If you have to ask I guess you are in the best position available. Keep up the good work. Yes, please by all means be rude to customers. They love when that happens. I'm sure you'll see your tips increase. Good job. \o/


----------



## Nosoupforyou (Feb 3, 2018)

Judge and Jury said:


> Do you work in a soup kitchen for the Salvation Army?
> 
> Does it pay good?
> 
> ...


I think you are an idiot. But yes, please be rude to the customers. It will improve the tip ratio for sure.


----------



## Guido-TheKillerPimp (Jan 4, 2021)

Nosoupforyou said:


> If you have to ask I guess you are in the best position available. Keep up the good work. Yes, please by all means be rude to customers. They love when that happens. I'm sure you'll see your tips increase. Good job. \o/


Typical response from a typical troll.
And to answer your question, yes I do make much more money than you L.


----------



## EasymoneyUbereatsdriver (Jul 31, 2018)

The Jax said:


> I do recall a driver awhile back I met who would call a customer the day after. A few years ago, I believe I posted about him here with the story. He told me he would basically message every customer when he accepted an order and asked them to confirm their phone number. He would then call them to day after, if they did not tip, and identify himself as the delivery partner and mention politely that he noticed that no gratuity was given on the order and that it is really important to him to give "excellence in customer service" so if there were any issues with the order, he would love their feedback. He then would go to tell me that most of them would seem puzzled on the phone he called and the typically reply was that no the service was great. He would thank them and disconnect. He also said in most instances, tips would show up shortly after that, for the ones that said the service was fine.
> 
> Now I do know there is some rule how you should not be contacting customers after the delivery but he says it is ok because it is related to the delivery. I have not seen this individual for sometime now. He could have moved on to something else but a good part of me says he got deactivated over that or some other crazy stunt.
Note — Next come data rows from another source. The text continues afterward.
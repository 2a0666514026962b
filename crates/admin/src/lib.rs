//! Segishop Admin library.
//!
//! This crate provides the admin console as a library, allowing it to be
//! tested and reused by the CLI.
//!
//! # Security
//!
//! This crate holds the Segishop admin bearer token, which grants write
//! access to shipping configuration and the product catalog. Bind it to a
//! private interface.

#![cfg_attr(not(test), forbid(unsafe_code))]

pub mod api;
pub mod components;
pub mod config;
pub mod error;
pub mod filters;
pub mod routes;
pub mod services;
pub mod state;

use axum::Router;
use axum::extract::State;
use axum::http::StatusCode;
use axum::routing::get;
use tower_http::services::ServeDir;
use tower_http::trace::{DefaultOnResponse, OnResponse, TraceLayer};
use tracing::Span;

use state::AppState;

/// Build the full admin router around `state`, without the Sentry layers.
pub fn app(state: AppState) -> Router {
    Router::new()
        .route("/health", get(health))
        .route("/health/ready", get(readiness))
        .merge(routes::routes())
        .nest_service("/static", ServeDir::new("crates/admin/static"))
        .layer(
            TraceLayer::new_for_http()
                .make_span_with(|request: &axum::http::Request<_>| {
                    tracing::info_span!(
                        "http_request",
                        method = %request.method(),
                        uri = %request.uri(),
                        status = tracing::field::Empty,
                        latency_ms = tracing::field::Empty,
                    )
                })
                .on_response(
                    |response: &axum::http::Response<_>,
                     latency: std::time::Duration,
                     span: &Span| {
                        span.record("status", response.status().as_u16());
                        #[allow(clippy::cast_possible_truncation)]
                        span.record("latency_ms", latency.as_millis() as u64);
                        DefaultOnResponse::default().on_response(response, latency, span);
                    },
                ),
        )
        .with_state(state)
}

/// Liveness health check endpoint.
///
/// Returns "ok" if the server is running. Does not check dependencies.
async fn health() -> &'static str {
    "ok"
}

/// Readiness health check endpoint.
///
/// Asks the Segishop API for the shipping overview; 503 if it cannot answer.
async fn readiness(State(state): State<AppState>) -> StatusCode {
    match state.shipping().overview().await {
        Ok(_) => StatusCode::OK,
        Err(e) => {
            tracing::warn!(error = %e, "Readiness check failed");
            StatusCode::SERVICE_UNAVAILABLE
        }
    }
}
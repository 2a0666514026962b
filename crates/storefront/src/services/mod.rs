//! Business logic services for storefront.
//!
//! # Services
//!
//! - `cart` - Guest and customer carts behind one interface
//! - `currency` - Exchange rates and the shopper's display currency

pub mod cart;
pub mod currency;

pub use cart::{CartService, CartView};
pub use currency::{CurrencyContext, CurrencyService, HttpRateSource, RateSource};
fn resolve_list(page: u32, search: Option<&str>, previous: Option<&str>) -> ListQuery {
    match previous {
        Some(previous) => ListQuery {
            page,
            search: Some(previous.to_string()),
        }
        .with_search(search.map(str::to_string)),
        None => ListQuery {
            page,
            search: non_blank(search),
        },
    }
}

/// Assign/remove submission from one of the two product lists.
#[derive(Debug, Default, Deserialize)]
pub struct ProductActionForm {
    #[serde(default)]
    pub intent: String,
    #[serde(default)]
    pub product_ids: Vec<ProductId>,
    #[serde(default)]
    pub assigned_page: u32,
    pub assigned_search: Option<String>,
    #[serde(default)]
    pub unassigned_page: u32,
    pub unassigned_search: Option<String>,
}

/// URL of the products tab showing both lists at the given state.
fn products_href(class_id: ClassId, assigned: &ListQuery, unassigned: &ListQuery) -> String {
    let mut href = format!(
        "{CURRENT_PATH}/{class_id}?tab=products&assigned_page={}&unassigned_page={}",
        assigned.page_request().page,
        unassigned.page_request().page
    );
    if let Some(term) = assigned.search_term() {
        href.push_str(&format!("&assigned_search={}", urlencoding::encode(&term)));
    }
    if let Some(term) = unassigned.search_term() {
        href.push_str(&format!("&unassigned_search={}", urlencoding::encode(&term)));
    }
    href
}

// =============================================================================
// Templates
// =============================================================================

/// Class list template.
#[derive(Template)]
#[template(path = "shipping/classes/index.html")]
pub struct ClassesIndexTemplate {
    pub current_path: String,
    pub classes: Vec<ShippingClass>,
    pub notices: Vec<Notice>,
    pub load_error: Option<String>,
}

/// One product list on the products tab.
pub struct ProductListView {
    pub products: Vec<ProductSummary>,
    pub query: ListQuery,
    pub pager: Pager,
}

/// Class detail template.
#[derive(Template)]
#[template(path = "shipping/classes/show.html")]
pub struct ClassShowTemplate {
    pub current_path: String,
    pub class: ShippingClass,
    pub tabs: TabSet,
    pub notices: Vec<Notice>,
    pub costs: Vec<ClassCost>,
    pub assigned: Option<ProductListView>,
    pub unassigned: Option<ProductListView>,
}

impl ProductListView {
    fn search_value(&self) -> String {
        self.query.search_term().unwrap_or_default()
    }

    fn page(&self) -> u32 {
        self.query.page_request().page
    }
}

/// Class create/edit form template.
#[derive(Template)]
#[template(path = "shipping/classes/form.html")]
pub struct ClassFormTemplate {
    pub current_path: String,
    pub class_id: Option<ClassId>,
    pub form: ClassFormInput,
    pub errors: FieldErrors,
    pub error: Option<String>,
}

impl ClassFormTemplate {
    fn action(&self) -> String {
        self.class_id
            .map_or_else(|| CURRENT_PATH.to_string(), |id| format!("{CURRENT_PATH}/{id}"))
    }
}

fn list_view(
    page: Page<ProductSummary>,
    query: ListQuery,
    link: impl Fn(ListQuery) -> String,
) -> ProductListView {
    let pager = Pager::new(&page, |n| {
        link(ListQuery {
            page: n,
            search: query.search.clone(),
        })
    });
    ProductListView {
        products: page.items,
        query,
        pager,
    }
}

// =============================================================================
// Handlers
// =============================================================================

/// Class list handler.
#[instrument(skip(state, notices))]
pub async fn index(State(state): State<AppState>, Query(notices): Query<NoticeQuery>) -> Html<String> {
    let (classes, load_error) = match state.shipping().list_classes().await {
        Ok(classes) => (classes, None),
        Err(e) => {
            tracing::error!("Failed to fetch shipping classes: {e}");
            (Vec::new(), Some(e.user_message()))
        }
    };
    render(&ClassesIndexTemplate {
        current_path: CURRENT_PATH.to_string(),
        classes,
        notices: notices.notices(),
        load_error,
    })
}

/// Class detail handler.
#[instrument(skip(state, notices))]
pub async fn show(
    State(state): State<AppState>,
    Path(id): Path<ClassId>,
    Query(lists): Query<ProductListsQuery>,
    Query(notices): Query<NoticeQuery>,
) -> Result<Html<String>, AppError> {
    let class = state.shipping().get_class(id).await?;
    let base = format!("{CURRENT_PATH}/{id}");
    let tabs = TabSet::new(&base, &CLASS_TABS, lists.tab.as_deref());

    let costs = if tabs.is("costs") {
        state.shipping().list_class_costs(Some(id), None).await?
    } else {
        Vec::new()
    };

    let (assigned, unassigned) = if tabs.is("products") {
        let assigned_query = lists.assigned();
        let unassigned_query = lists.unassigned();
        let loaded = ProductAssignmentService::new(state.shipping())
            .load(id, &assigned_query, &unassigned_query)
            .await?;
        let assigned = list_view(loaded.assigned, assigned_query.clone(), |q| {
            products_href(id, &q, &unassigned_query)
        });
        let unassigned = list_view(loaded.unassigned, unassigned_query.clone(), |q| {
            products_href(id, &assigned_query, &q)
        });
        (Some(assigned), Some(unassigned))
    } else {
        (None, None)
    };

    Ok(render(&ClassShowTemplate {
        current_path: CURRENT_PATH.to_string(),
        class,
        tabs,
        notices: notices.notices(),
        costs,
        assigned,
        unassigned,
    }))
}

/// Assign or remove the selected products, then reload both lists at
/// their current page and search.
#[instrument(skip(state, form), fields(intent = %form.intent, selected = form.product_ids.len()))]
pub async fn products_action(
    State(state): State<AppState>,
    Path(id): Path<ClassId>,
    Form(form): Form<ProductActionForm>,
) -> Result<Redirect, AppError> {
    let class = state.shipping().get_class(id).await?;
    let selection: Selection<ProductId> = form.product_ids.iter().copied().collect();
    let service = ProductAssignmentService::new(state.shipping());

    let result = match form.intent.as_str() {
        "assign" => service.assign(&class, &selection).await,
        "remove" => service.remove(&class, &selection).await,
        other => return Err(AppError::BadRequest(format!("Unknown action: {other}"))),
    };

    let back = products_href(
        id,
        &ListQuery {
            page: form.assigned_page,
            search: form.assigned_search,
        },
        &ListQuery {
            page: form.unassigned_page,
            search: form.unassigned_search,
        },
    );
    Ok(match result {
        Ok(message) => redirect_with(&back, NoticeKind::Success, &message),
        Err(e) => {
            tracing::error!(class_id = %id, error = %e, "Product assignment failed");
            redirect_with(&back, NoticeKind::Alert, &e.user_message())
        }
    })
}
If a driver asked me for my real number I would report him immediately. Those are some dumb customers if they actually did that. As a driver I'm not worried about calling a customer the next day. I'm just worried about getting back out there, and making that paper. They already didn't tip, why let them take even more money out of your pockets (not you, but the person you are referring too) by you wasting time sending them messages when you can just be out making more money?!? Makes no sense to me.


----------



## Driving With A Purpose (Jul 28, 2020)

I have absolutely NEVER messaged a non-tipper or a low tipper. If I did, I wouldn’t be talking about it on a public website.


----------



## Guido-TheKillerPimp (Jan 4, 2021)

Driving With A Purpose said:


> wouldn’t be talking about it on a public website.


Because you always use your real name, right? 😐


----------



## Archerette1122 (Jan 6, 2022)

The Jax said:


> I do recall a driver awhile back I met who would call a customer the day after. A few years ago, I believe I posted about him here with the story. He told me he would basically message every customer when he accepted an order and asked them to confirm their phone number. He would then call them to day after, if they did not tip, and identify himself as the delivery partner and mention politely that he noticed that no gratuity was given on the order and that it is really important to him to give "excellence in customer service" so if there were any issues with the order, he would love their feedback. He then would go to tell me that most of them would seem puzzled on the phone he called and the typically reply was that no the service was great. He would thank them and disconnect. He also said in most instances, tips would show up shortly after that, for the ones that said the service was fine.
> 
> Now I do know there is some rule how you should not be contacting customers after the delivery but he says it is ok because it is related to the delivery. I have not seen this individual for sometime now. He could have moved on to something else but a good part of me says he got deactivated over that or some other crazy stunt.


Exactly, I’d be worried that if customer complained to Uber, I would get deactivated!


----------



## Driving With A Purpose (Jul 28, 2020)

Guido-TheKillerPimp said:


> Because you always use your real name, right? 😐


Yeah- Charlie Pumpernickel…


----------